Chapter 4: PyTorch for Automatic Gradient Descent

Exercise: Automatic Gradient Descent

face Luca Grillotti

Earlier, you implemented the function gradient_descent_torch_autograd, performing gradient descent on torch tensors with automatic computation of gradients.

But before, you were still performing gradient descent by hand!

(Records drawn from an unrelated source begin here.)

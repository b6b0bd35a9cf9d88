//! Source collation → ordered target collation candidates.

use super::{read_resource, write_json_atomically, EnsureOutcome};
use crate::error::{ConvertError, Result};
use indexmap::IndexMap;
use serde::Deserialize;
use serde_json::json;
use std::collections::BTreeSet;
use std::path::{Path, PathBuf};
use tracing::{debug, info, warn};

/// Default file name of the collation mapping resource
pub const COLLATIONS_FILE: &str = "collations_config.json";

/// Sentinel candidate: use whatever the destination database defaults to
pub const DEFAULT_COLLATION: &str = "default";

const CASE_INSENSITIVE_CANDIDATES: &[&str] = &[
    "de-DE-x-icu",
    "de_DE.utf8",
    "de_DE",
    "en-US-x-icu",
    "en_US.utf8",
    "C.UTF-8",
];

fn default_entries() -> IndexMap<String, Vec<String>> {
    let ci_full = vec![
        "de-DE-x-icu",
        "de_DE.utf8",
        "de_DE",
        "en-US-x-icu",
        "en_US.utf8",
        "C.UTF-8",
        DEFAULT_COLLATION,
    ];
    let table: Vec<(&str, Vec<&str>)> = vec![
        ("SQL_Latin1_General_CP1_CI_AS", ci_full.clone()),
        ("Latin1_General_CI_AS", ci_full),
        ("SQL_Latin1_General_CP1_CS_AS", vec!["C"]),
        ("Latin1_General_CS_AS", vec!["C"]),
        (
            "German_PhoneBook_CI_AS",
            vec!["de-DE-x-icu", "de_DE.utf8", "de_DE", DEFAULT_COLLATION],
        ),
        (
            "SQL_Latin1_General_CP850_CI_AS",
            vec![
                "de-DE-x-icu",
                "de_DE.utf8",
                "de_DE",
                "en-US-x-icu",
                "en_US.utf8",
                DEFAULT_COLLATION,
            ],
        ),
        (
            DEFAULT_COLLATION,
            vec!["en-US-x-icu", "en_US.utf8", "C.UTF-8", DEFAULT_COLLATION],
        ),
    ];

    table
        .into_iter()
        .map(|(source, candidates)| {
            (
                source.to_string(),
                candidates.into_iter().map(str::to_string).collect(),
            )
        })
        .collect()
}

fn is_default(name: &str) -> bool {
    name.eq_ignore_ascii_case(DEFAULT_COLLATION)
}

/// Ordered mapping from source collation names to candidate lists.
///
/// Every candidate list is non-empty. Resolution walks a list front to back and
/// stops at the first candidate the destination has installed; `default` is
/// always satisfiable.
#[derive(Debug, Clone, PartialEq, Eq)]
pub struct CollationMapping {
    entries: IndexMap<String, Vec<String>>,
}

impl CollationMapping {
    pub fn new(entries: IndexMap<String, Vec<String>>) -> Self {
        let entries = entries
            .into_iter()
            .filter_map(|(source, candidates)| {
                let candidates: Vec<String> = candidates
                    .into_iter()
                    .map(|c| c.trim().to_string())
                    .filter(|c| !c.is_empty())
                    .collect();
                if source.trim().is_empty() {
                    None
                } else if candidates.is_empty() {
                    warn!(collation = %source, "Ignoring collation mapping without candidates");
                    None
                } else {
                    Some((source.trim().to_string(), candidates))
                }
            })
            .collect();
        Self { entries }
    }

    pub fn defaults() -> Self {
        Self::new(default_entries())
    }

    /// An empty mapping, used when collation rewriting is switched off
    pub fn empty() -> Self {
        Self {
            entries: IndexMap::new(),
        }
    }

    /// Candidates configured for `source`, matched case-insensitively
    pub fn candidates(&self, source: &str) -> Option<&[String]> {
        self.entries
            .iter()
            .find(|(name, _)| name.eq_ignore_ascii_case(source))
            .map(|(_, candidates)| candidates.as_slice())
    }

    /// Configured source collation names, excluding the `default` entry
    pub fn source_names(&self) -> impl Iterator<Item = &str> {
        self.entries
            .keys()
            .map(String::as_str)
            .filter(|name| !is_default(name))
    }

    /// Resolve `source` against the collations installed on the destination.
    ///
    /// `available = None` means the destination is unknown and the first candidate
    /// wins. Unknown source collations go through the `default` entry when one is
    /// configured, otherwise through a case-sensitivity heuristic. Returns
    /// [`DEFAULT_COLLATION`] when nothing matches.
    pub fn resolve(&self, source: &str, available: Option<&BTreeSet<String>>) -> String {
        let heuristic;
        let candidates: &[String] = match self
            .candidates(source)
            .or_else(|| self.candidates(DEFAULT_COLLATION))
        {
            Some(candidates) => candidates,
            None => {
                heuristic = heuristic_candidates(source);
                &heuristic
            }
        };

        candidates
            .iter()
            .find(|candidate| {
                is_default(candidate) || available.map_or(true, |set| set.contains(*candidate))
            })
            .map(|candidate| {
                if is_default(candidate) {
                    DEFAULT_COLLATION.to_string()
                } else {
                    candidate.clone()
                }
            })
            .unwrap_or_else(|| DEFAULT_COLLATION.to_string())
    }

    pub fn len(&self) -> usize {
        self.entries.len()
    }

    pub fn is_empty(&self) -> bool {
        self.entries.is_empty()
    }
}

impl Default for CollationMapping {
    fn default() -> Self {
        Self::defaults()
    }
}

fn heuristic_candidates(source: &str) -> Vec<String> {
    let upper = source.to_uppercase();
    let mut candidates: Vec<String> = if upper.contains("_CI") {
        CASE_INSENSITIVE_CANDIDATES
            .iter()
            .map(|c| c.to_string())
            .collect()
    } else {
        vec!["C".to_string()]
    };
    candidates.push(DEFAULT_COLLATION.to_string());
    candidates
}

#[derive(Debug, Deserialize)]
struct CollationsResource {
    #[serde(default)]
    collations: IndexMap<String, Vec<String>>,
}

fn default_resource() -> serde_json::Value {
    json!({
        "_comment": "Collation mapping for converted scripts and column collations",
        "_description": "Maps each source collation to PostgreSQL collations in order of preference",
        "_help": "Several candidates may be listed per source collation. The first one installed on the destination is used; \"default\" keeps the database default collation.",
        "collations": default_entries(),
        "_examples": {
            "CI_AS": "Case Insensitive, Accent Sensitive",
            "CS_AS": "Case Sensitive, Accent Sensitive",
            "_": "Further source collations can be added freely"
        }
    })
}

/// Loads and maintains the collation mapping resource
#[derive(Debug, Clone)]
pub struct CollationMappingStore {
    path: PathBuf,
}

impl CollationMappingStore {
    pub fn new(path: impl Into<PathBuf>) -> Self {
        Self { path: path.into() }
    }

    /// Store rooted in a working directory, using the default file name
    pub fn in_dir(work_dir: &Path) -> Self {
        Self::new(work_dir.join(COLLATIONS_FILE))
    }

    pub fn path(&self) -> &Path {
        &self.path
    }

    /// Load the mapping, degrading to the defaults on any problem.
    pub fn load(&self) -> CollationMapping {
        match self.try_load() {
            Ok(Some(mapping)) if !mapping.is_empty() => {
                debug!(path = %self.path.display(), entries = mapping.len(), "Loaded collation mappings");
                mapping
            }
            Ok(Some(_)) => {
                warn!(path = %self.path.display(), "Collation mapping resource is empty, using defaults");
                CollationMapping::defaults()
            }
            Ok(None) => {
                debug!(path = %self.path.display(), "No collation mapping resource, using defaults");
                CollationMapping::defaults()
            }
            Err(e) => {
                warn!(path = %self.path.display(), error = %e, "Could not load collation mappings, using defaults");
                CollationMapping::defaults()
            }
        }
    }

    fn try_load(&self) -> Result<Option<CollationMapping>> {
        let Some(content) = read_resource(&self.path)? else {
            return Ok(None);
        };
        let resource: CollationsResource =
            serde_json::from_str(&content).map_err(|e| ConvertError::ConfigParse {
                path: self.path.clone(),
                message: e.to_string(),
            })?;
        Ok(Some(CollationMapping::new(resource.collations)))
    }

    /// Write the documented default resource if missing, rewrite it if it is not valid JSON.
    pub fn ensure(&self) -> Result<EnsureOutcome> {
        let outcome = match read_resource(&self.path)? {
            None => EnsureOutcome::Created,
            Some(content) => match serde_json::from_str::<serde_json::Value>(&content) {
                Ok(_) => return Ok(EnsureOutcome::Unchanged),
                Err(e) => {
                    warn!(path = %self.path.display(), error = %e, "Collation mapping resource is corrupt, rewriting");
                    EnsureOutcome::Repaired
                }
            },
        };

        write_json_atomically(&self.path, &default_resource())?;
        info!(path = %self.path.display(), "Wrote default collation mappings");

        Ok(outcome)
    }
}

impl Default for CollationMappingStore {
    fn default() -> Self {
        Self::new(COLLATIONS_FILE)
    }
}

Exercise 1: Automatic Gradient Descent

Try implementing a function gradient_descent_torch_optimiser(...) that does the same thing as gradient_descent_torch_autograd, but using the automatic update from the SGD class of torch.optim

def gradient_descent_torch_optimiser(initial_theta, learning_rate, number_steps):
    """
    Args:
        initial_theta (torch.Tensor): Initial value of theta
        learning_rate (float)
        number_steps (int): number of 1-step gradient descent to perform.

    Returns:
        final_theta (torch.Tensor): Final value of theta after several gradient descents performed with the SGD torch optimiser.
    """

def gradient_descent_torch_optimiser(initial_theta, learning_rate, number_steps):
    """
    Args:
        initial_theta (torch.Tensor): Initial value of theta
        learning_rate (float)
        number_steps (int): number of 1-step gradient descent to perform.

    Returns:
        final_theta (torch.Tensor): Final value of theta after several gradient descents performed with the SGD torch optimiser.
    """
    tensor = torch.nn.Parameter(initial_theta, requires_grad=True)
    optimizer = torch.optim.SGD(params=[tensor], lr=learning_rate)
    for _ in range(number_steps):
        optimizer.zero_grad()
        loss = tensor * tensor
        loss.backward()
        optimizer.step()
        print(tensor)
    return tensor

Exercise 2: A different loss function

So far, we only considered the square function as loss function. Try implementing a function gradient_descent_norm_torch_optimiser(...) that performs automatic gradient descent on the loss:

L(\theta) = \| \theta \|_2^2, where \theta is a 2-dimensional vector.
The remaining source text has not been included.